Consumerism in post-acute care–the push for patients to go to post-acute care facilities and receive high-quality care–can be exemplified in the “Proposed Fiscal Year 2020 Payment andPolicy Changes for Medicare Inpatient Rehabilitation Facilities (CMS-1710-P)” by the Centers for Medicare & Medicaid Services, which pushes for more quality reporting, data monitoring, and standardization to promote effective communication, coordination and quality of care, and patient safety.12 “In 2014, a total of 59.2 billion Medicare dollars were spent on PAC services. The highest amount was spent on skilled nursing facilities (SNFs)($29.1 billion), followed by home healthcare agencies (HHAs) ($17.9 billion), inpatient rehabilitation facilities (IRFs) ($7.1 billion), and long-term acute care hospitals (LTACs) ($5.1 billion).”13 With this shift to prioritize post-acute care, it is important for patients and families to be more involved in the post-hospital care transition. This has been problematic in the past because patients and families often lack the resources to properly evaluate the post-acute care providers and make informed decisions. Some patients and healthcare providers may not understand the variability in post-acute care, the importance of choosing a high-quality provider, or what is involved in the transition and duration of a stay at a post-acute care facility.14 It is important that there are more comprehensive resources available for patients and their families or caregivers.

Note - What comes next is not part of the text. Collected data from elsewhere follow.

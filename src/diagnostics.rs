use anyhow::Result;
use serde::{Deserialize, Serialize};

use crate::error::PipelineError;

/// Split potential scale reduction over a set of chains for one parameter.
/// Each chain is split in half so a trend inside a single chain shows up
/// the same way disagreement between chains does. Values near 1.0 mean the
/// chains are mixing over the same distribution.
pub fn split_rhat(chains: &[Vec<f64>]) -> f64 {
    let mut halves: Vec<&[f64]> = Vec::with_capacity(chains.len() * 2);
    for chain in chains {
        let half = chain.len() / 2;
        if half < 2 {
            return f64::INFINITY;
        }
        halves.push(&chain[..half]);
        halves.push(&chain[chain.len() - half..]);
    }
    let m = halves.len() as f64;
    let n = halves[0].len() as f64;

    let means: Vec<f64> = halves
        .iter()
        .map(|h| h.iter().sum::<f64>() / h.len() as f64)
        .collect();
    let grand_mean = means.iter().sum::<f64>() / m;
    let between = means
        .iter()
        .map(|&mean| (mean - grand_mean) * (mean - grand_mean))
        .sum::<f64>()
        * n
        / (m - 1.0);
    let within = halves
        .iter()
        .zip(&means)
        .map(|(h, &mean)| {
            h.iter().map(|&x| (x - mean) * (x - mean)).sum::<f64>() / (h.len() as f64 - 1.0)
        })
        .sum::<f64>()
        / m;

    if within < 1e-12 {
        return if between < 1e-12 { 1.0 } else { f64::INFINITY };
    }
    let var_plus = (n - 1.0) / n * within + between / n;
    (var_plus / within).sqrt()
}

/// Effective sample size over all chains: per-chain N / (1 + 2 Σ ρ_k) with
/// the autocorrelation sum cut off once ρ drops below 0.05, summed across
/// chains (independent chains add information).
pub fn effective_sample_size(chains: &[Vec<f64>]) -> f64 {
    chains.iter().map(|chain| chain_ess(chain)).sum()
}

fn chain_ess(chain: &[f64]) -> f64 {
    let n = chain.len();
    if n < 2 {
        return n as f64;
    }
    let mean = chain.iter().sum::<f64>() / n as f64;
    let var = chain.iter().map(|&x| (x - mean) * (x - mean)).sum::<f64>() / n as f64;
    if var < 1e-12 {
        return n as f64;
    }
    let mut sum_rho = 0.0;
    for k in 1..=50.min(n / 2) {
        let rho = autocorrelation(chain, k, mean, var);
        if rho < 0.05 {
            break;
        }
        sum_rho += rho;
    }
    n as f64 / (1.0 + 2.0 * sum_rho)
}

fn autocorrelation(chain: &[f64], k: usize, mean: f64, var: f64) -> f64 {
    let n = chain.len();
    if k >= n {
        return 0.0;
    }
    let cov = (0..n - k)
        .map(|i| (chain[i] - mean) * (chain[i + k] - mean))
        .sum::<f64>()
        / (n - k) as f64;
    cov / var
}

#[derive(Debug, Clone, Serialize, Deserialize)]
pub struct ParamDiagnostic {
    pub name: String,
    pub rhat: f64,
    pub ess: f64,
    pub mean: f64,
    pub sd: f64,
}

#[derive(Debug, Clone, Serialize, Deserialize)]
pub struct ConvergenceSummary {
    pub per_param: Vec<ParamDiagnostic>,
    pub max_rhat: f64,
    pub max_rhat_param: String,
    pub min_ess: f64,
    pub min_ess_param: String,
    pub divergences: usize,
    pub total_draws: usize,
}

impl ConvergenceSummary {
    /// `chains[c][i][p]` is parameter `p` of draw `i` in chain `c`; `names`
    /// is aligned with the parameter axis.
    pub fn evaluate(chains: &[Vec<Vec<f64>>], names: &[String], divergences: usize) -> Self {
        let dim = names.len();
        let total_draws: usize = chains.iter().map(Vec::len).sum();
        let mut per_param = Vec::with_capacity(dim);
        let mut max_rhat = f64::NEG_INFINITY;
        let mut max_rhat_param = String::new();
        let mut min_ess = f64::INFINITY;
        let mut min_ess_param = String::new();

        for (p, name) in names.iter().enumerate() {
            let columns: Vec<Vec<f64>> = chains
                .iter()
                .map(|chain| chain.iter().map(|draw| draw[p]).collect())
                .collect();
            let rhat = split_rhat(&columns);
            let ess = effective_sample_size(&columns);

            let pooled: Vec<f64> = columns.iter().flatten().copied().collect();
            let n = pooled.len().max(1) as f64;
            let mean = pooled.iter().sum::<f64>() / n;
            let sd = (pooled.iter().map(|&x| (x - mean) * (x - mean)).sum::<f64>() / n).sqrt();

            if rhat > max_rhat {
                max_rhat = rhat;
                max_rhat_param = name.clone();
            }
            if ess < min_ess {
                min_ess = ess;
                min_ess_param = name.clone();
            }
            per_param.push(ParamDiagnostic {
                name: name.clone(),
                rhat,
                ess,
                mean,
                sd,
            });
        }

        Self {
            per_param,
            max_rhat,
            max_rhat_param,
            min_ess,
            min_ess_param,
            divergences,
            total_draws,
        }
    }

    /// The gate between sampling and any output: refuse to certify a run
    /// whose worst split R-hat or divergence count is out of bounds.
    pub fn check(&self, max_rhat: f64, max_divergence_fraction: f64) -> Result<()> {
        if !(self.max_rhat <= max_rhat) {
            return Err(PipelineError::NotConverged {
                detail: format!(
                    "split R-hat {:.4} on {} exceeds the {:.2} ceiling",
                    self.max_rhat, self.max_rhat_param, max_rhat
                ),
            }
            .into());
        }
        let allowed = (self.total_draws as f64 * max_divergence_fraction).floor() as usize;
        if self.divergences > allowed {
            return Err(PipelineError::NotConverged {
                detail: format!(
                    "{} divergent transitions in {} retained draws (allowed {})",
                    self.divergences, self.total_draws, allowed
                ),
            }
            .into());
        }
        Ok(())
    }
}

#[cfg(test)]
mod tests {
    use super::*;
    use rand::SeedableRng;
    use rand_chacha::ChaCha8Rng;
    use rand_distr::{Distribution, Normal};

    fn normal_chain(rng: &mut ChaCha8Rng, n: usize, mean: f64, sd: f64) -> Vec<f64> {
        let dist = Normal::new(mean, sd).unwrap();
        (0..n).map(|_| dist.sample(rng)).collect()
    }

    #[test]
    fn rhat_near_one_for_well_mixed_chains() {
        let mut rng = ChaCha8Rng::seed_from_u64(7);
        let chains = vec![
            normal_chain(&mut rng, 500, 0.0, 1.0),
            normal_chain(&mut rng, 500, 0.0, 1.0),
            normal_chain(&mut rng, 500, 0.0, 1.0),
        ];
        let rhat = split_rhat(&chains);
        assert!(rhat < 1.02, "rhat {rhat}");
    }

    #[test]
    fn rhat_flags_disagreeing_chains() {
        let mut rng = ChaCha8Rng::seed_from_u64(8);
        let chains = vec![
            normal_chain(&mut rng, 500, 0.0, 1.0),
            normal_chain(&mut rng, 500, 5.0, 1.0),
        ];
        assert!(split_rhat(&chains) > 1.5);
    }

    #[test]
    fn rhat_flags_a_trend_inside_a_single_run() {
        // both chains drift the same way; only the split catches it
        let drift: Vec<f64> = (0..500).map(|i| i as f64 / 100.0).collect();
        let chains = vec![drift.clone(), drift];
        assert!(split_rhat(&chains) > 1.1);
    }

    #[test]
    fn rhat_of_constant_chains_is_one() {
        let chains = vec![vec![2.5; 100], vec![2.5; 100]];
        assert_eq!(split_rhat(&chains), 1.0);
    }

    #[test]
    fn tiny_chains_cannot_be_certified() {
        let chains = vec![vec![0.1, 0.2], vec![0.3, 0.4]];
        assert_eq!(split_rhat(&chains), f64::INFINITY);
    }

    #[test]
    fn ess_shrinks_with_autocorrelation_and_adds_across_chains() {
        let mut rng = ChaCha8Rng::seed_from_u64(9);
        let white = normal_chain(&mut rng, 1000, 0.0, 1.0);
        let mut sticky = vec![0.0f64; 1000];
        for i in 1..sticky.len() {
            sticky[i] = 0.9 * sticky[i - 1] + 0.1 * normal_chain(&mut rng, 1, 0.0, 1.0)[0];
        }

        let ess_white = effective_sample_size(std::slice::from_ref(&white));
        let ess_sticky = effective_sample_size(&[sticky]);
        assert!(ess_white > 500.0, "ess_white {ess_white}");
        assert!(ess_sticky < ess_white / 3.0, "ess_sticky {ess_sticky}");

        let two = effective_sample_size(&[white.clone(), white.clone()]);
        assert!((two - 2.0 * ess_white).abs() < 1e-9);
    }

    #[test]
    fn summary_names_the_worst_offenders_and_gates_on_them() {
        let mut rng = ChaCha8Rng::seed_from_u64(10);
        // parameter 0 mixes, parameter 1 does not
        let mut chains = Vec::new();
        for c in 0..2 {
            let good = normal_chain(&mut rng, 200, 0.0, 1.0);
            let offset = c as f64 * 4.0;
            let bad = normal_chain(&mut rng, 200, offset, 1.0);
            let draws: Vec<Vec<f64>> = good
                .into_iter()
                .zip(bad)
                .map(|(g, b)| vec![g, b])
                .collect();
            chains.push(draws);
        }
        let names = vec!["alpha[Brazil]".to_string(), "alpha[Panama]".to_string()];
        let summary = ConvergenceSummary::evaluate(&chains, &names, 0);

        assert_eq!(summary.max_rhat_param, "alpha[Panama]");
        assert_eq!(summary.total_draws, 400);
        assert!(summary.check(1.05, 0.0).is_err());

        let detail = summary.check(1.05, 0.0).unwrap_err().to_string();
        assert!(detail.contains("alpha[Panama]"));
    }

    #[test]
    fn divergence_budget_is_enforced() {
        let chains = vec![vec![vec![0.0]; 100], vec![vec![0.0]; 100]];
        let names = vec!["mu_delta".to_string()];
        let clean = ConvergenceSummary::evaluate(&chains, &names, 0);
        assert!(clean.check(1.05, 0.001).is_ok());

        let dirty = ConvergenceSummary::evaluate(&chains, &names, 5);
        let err = dirty.check(1.05, 0.001).unwrap_err().to_string();
        assert!(err.contains("divergent transitions"));
    }
}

Repisodic – A Patient-Facing Solution
Repisodic has developed a technology platform that helps all stakeholders get the most out of the post-acute care transition process. We work with hospitals and post-acute care providers to provide a patient-facing solution that guides patients through the care transition process. Our hospital platform, Repisodic Choice, has created a simple interface to make information like insurance, location, and medical services of a post-acute care facility readily available so hospital discharge planners can easily identify the best option for each individual patient. This matching process revolutionizes the manual, time-consuming task of case managers reaching out to post-acute care providers to determine which facilities are appropriate for an individual patient. Now, case managers have more time to conduct in-depth and personalized discussions with patients about the importance of post-acute care and how to select a provider that best meets their needs. Increased involvement, knowledge, and engagement in the decision-making process leads to better decisions, improved patient satisfaction, and overall better health outcomes.